▶ [WORK INSTRUCTIONS]
Among the entries that follow, find every line with the word "free" and list it.

▶ [THE DATA]
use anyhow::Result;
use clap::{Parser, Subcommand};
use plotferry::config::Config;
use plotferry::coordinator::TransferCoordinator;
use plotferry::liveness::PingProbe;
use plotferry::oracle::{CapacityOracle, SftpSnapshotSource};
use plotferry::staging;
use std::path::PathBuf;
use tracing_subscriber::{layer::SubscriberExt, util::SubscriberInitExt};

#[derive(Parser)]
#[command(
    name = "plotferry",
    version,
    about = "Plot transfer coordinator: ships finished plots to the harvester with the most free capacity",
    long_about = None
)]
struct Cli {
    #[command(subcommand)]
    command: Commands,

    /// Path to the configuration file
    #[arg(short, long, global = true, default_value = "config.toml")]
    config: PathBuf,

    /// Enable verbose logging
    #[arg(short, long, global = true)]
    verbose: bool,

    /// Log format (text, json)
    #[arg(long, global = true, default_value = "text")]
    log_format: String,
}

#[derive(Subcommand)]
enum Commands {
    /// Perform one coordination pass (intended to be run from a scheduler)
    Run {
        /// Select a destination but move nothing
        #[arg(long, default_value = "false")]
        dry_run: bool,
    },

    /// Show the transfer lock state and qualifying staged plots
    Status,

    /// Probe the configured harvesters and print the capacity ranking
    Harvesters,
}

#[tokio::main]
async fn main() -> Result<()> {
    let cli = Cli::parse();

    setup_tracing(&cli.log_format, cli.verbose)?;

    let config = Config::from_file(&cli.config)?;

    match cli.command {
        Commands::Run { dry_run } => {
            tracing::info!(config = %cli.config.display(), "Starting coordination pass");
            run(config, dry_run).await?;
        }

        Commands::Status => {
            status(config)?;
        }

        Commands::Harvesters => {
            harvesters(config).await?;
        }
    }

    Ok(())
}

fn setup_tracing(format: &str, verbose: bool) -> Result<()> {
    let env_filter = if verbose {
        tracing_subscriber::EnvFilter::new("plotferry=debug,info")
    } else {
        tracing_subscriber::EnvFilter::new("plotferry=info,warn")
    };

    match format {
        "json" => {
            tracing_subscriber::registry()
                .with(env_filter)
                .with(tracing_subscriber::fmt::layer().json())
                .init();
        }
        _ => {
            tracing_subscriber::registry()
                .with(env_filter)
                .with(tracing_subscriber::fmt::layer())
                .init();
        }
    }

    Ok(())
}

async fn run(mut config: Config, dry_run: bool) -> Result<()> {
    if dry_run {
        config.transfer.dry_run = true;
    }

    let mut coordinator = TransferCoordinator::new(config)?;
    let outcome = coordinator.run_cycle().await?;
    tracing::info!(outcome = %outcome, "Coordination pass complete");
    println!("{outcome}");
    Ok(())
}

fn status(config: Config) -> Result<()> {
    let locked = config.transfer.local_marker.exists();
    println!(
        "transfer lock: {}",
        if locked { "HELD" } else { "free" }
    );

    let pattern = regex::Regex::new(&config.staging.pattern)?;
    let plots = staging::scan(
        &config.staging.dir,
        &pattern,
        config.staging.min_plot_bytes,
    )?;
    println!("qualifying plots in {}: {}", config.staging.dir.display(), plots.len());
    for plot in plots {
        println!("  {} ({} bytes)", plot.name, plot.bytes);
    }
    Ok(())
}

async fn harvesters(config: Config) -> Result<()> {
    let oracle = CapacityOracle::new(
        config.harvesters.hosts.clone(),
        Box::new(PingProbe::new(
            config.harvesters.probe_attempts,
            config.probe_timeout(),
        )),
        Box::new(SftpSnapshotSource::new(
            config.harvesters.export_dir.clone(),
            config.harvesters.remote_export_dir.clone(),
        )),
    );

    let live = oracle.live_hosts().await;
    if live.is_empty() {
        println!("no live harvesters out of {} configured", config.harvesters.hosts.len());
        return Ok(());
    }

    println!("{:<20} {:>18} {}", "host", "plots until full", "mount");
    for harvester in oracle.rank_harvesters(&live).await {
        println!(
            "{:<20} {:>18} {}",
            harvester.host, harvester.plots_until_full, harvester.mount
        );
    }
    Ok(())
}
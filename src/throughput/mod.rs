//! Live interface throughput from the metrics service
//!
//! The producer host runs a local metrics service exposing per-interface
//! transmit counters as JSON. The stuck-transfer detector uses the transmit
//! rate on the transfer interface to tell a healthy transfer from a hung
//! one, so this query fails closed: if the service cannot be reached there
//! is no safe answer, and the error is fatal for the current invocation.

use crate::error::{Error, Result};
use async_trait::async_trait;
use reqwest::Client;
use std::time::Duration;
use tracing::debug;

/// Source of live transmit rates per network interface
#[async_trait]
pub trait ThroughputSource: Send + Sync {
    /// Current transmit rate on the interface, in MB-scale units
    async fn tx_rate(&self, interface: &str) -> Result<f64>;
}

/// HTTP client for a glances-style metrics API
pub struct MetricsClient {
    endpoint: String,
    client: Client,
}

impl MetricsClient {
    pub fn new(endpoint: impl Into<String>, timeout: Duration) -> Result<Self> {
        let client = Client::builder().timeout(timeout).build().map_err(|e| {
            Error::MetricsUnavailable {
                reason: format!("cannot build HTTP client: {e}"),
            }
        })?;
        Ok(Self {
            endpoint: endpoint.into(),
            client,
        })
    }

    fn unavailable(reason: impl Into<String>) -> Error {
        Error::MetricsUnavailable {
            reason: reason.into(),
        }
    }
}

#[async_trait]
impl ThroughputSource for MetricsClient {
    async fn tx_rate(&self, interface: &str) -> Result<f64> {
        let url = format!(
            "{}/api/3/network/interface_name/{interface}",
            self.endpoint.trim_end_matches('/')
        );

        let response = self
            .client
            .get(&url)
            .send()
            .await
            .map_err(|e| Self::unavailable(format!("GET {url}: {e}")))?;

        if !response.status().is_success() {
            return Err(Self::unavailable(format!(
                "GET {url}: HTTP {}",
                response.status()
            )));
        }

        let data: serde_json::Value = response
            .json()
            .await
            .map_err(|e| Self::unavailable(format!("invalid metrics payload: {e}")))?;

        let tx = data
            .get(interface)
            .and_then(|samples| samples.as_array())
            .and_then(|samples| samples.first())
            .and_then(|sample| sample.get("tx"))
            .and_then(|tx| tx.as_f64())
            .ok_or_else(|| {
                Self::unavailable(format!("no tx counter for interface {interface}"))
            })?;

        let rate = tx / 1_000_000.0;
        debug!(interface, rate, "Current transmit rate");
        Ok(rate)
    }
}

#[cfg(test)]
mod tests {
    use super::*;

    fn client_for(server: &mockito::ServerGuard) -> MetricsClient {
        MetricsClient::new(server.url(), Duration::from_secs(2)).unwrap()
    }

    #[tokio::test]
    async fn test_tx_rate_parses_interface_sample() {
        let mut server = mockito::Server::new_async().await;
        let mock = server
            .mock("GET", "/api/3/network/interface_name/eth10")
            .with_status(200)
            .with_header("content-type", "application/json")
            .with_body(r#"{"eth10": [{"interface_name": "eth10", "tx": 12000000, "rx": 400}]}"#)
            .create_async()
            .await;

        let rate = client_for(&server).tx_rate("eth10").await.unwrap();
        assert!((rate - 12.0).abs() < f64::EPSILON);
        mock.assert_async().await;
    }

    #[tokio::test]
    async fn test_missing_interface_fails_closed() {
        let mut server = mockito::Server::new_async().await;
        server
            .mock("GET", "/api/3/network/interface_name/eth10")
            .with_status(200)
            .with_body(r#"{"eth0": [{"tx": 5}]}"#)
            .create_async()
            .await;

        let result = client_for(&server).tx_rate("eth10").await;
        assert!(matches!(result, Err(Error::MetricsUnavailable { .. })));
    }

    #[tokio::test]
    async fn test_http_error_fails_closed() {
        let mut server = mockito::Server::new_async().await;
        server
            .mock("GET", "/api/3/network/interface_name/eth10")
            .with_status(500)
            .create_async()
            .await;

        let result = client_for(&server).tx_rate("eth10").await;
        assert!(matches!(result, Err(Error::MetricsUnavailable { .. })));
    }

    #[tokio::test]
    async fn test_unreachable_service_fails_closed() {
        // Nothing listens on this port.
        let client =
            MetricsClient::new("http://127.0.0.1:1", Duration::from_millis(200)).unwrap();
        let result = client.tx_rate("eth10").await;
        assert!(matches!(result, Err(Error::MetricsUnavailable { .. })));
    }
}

▶ [TASK SOLUTION]
    about = "Plot transfer coordinator: ships finished plots to the harvester with the most free capacity",
        if locked { "HELD" } else { "free" }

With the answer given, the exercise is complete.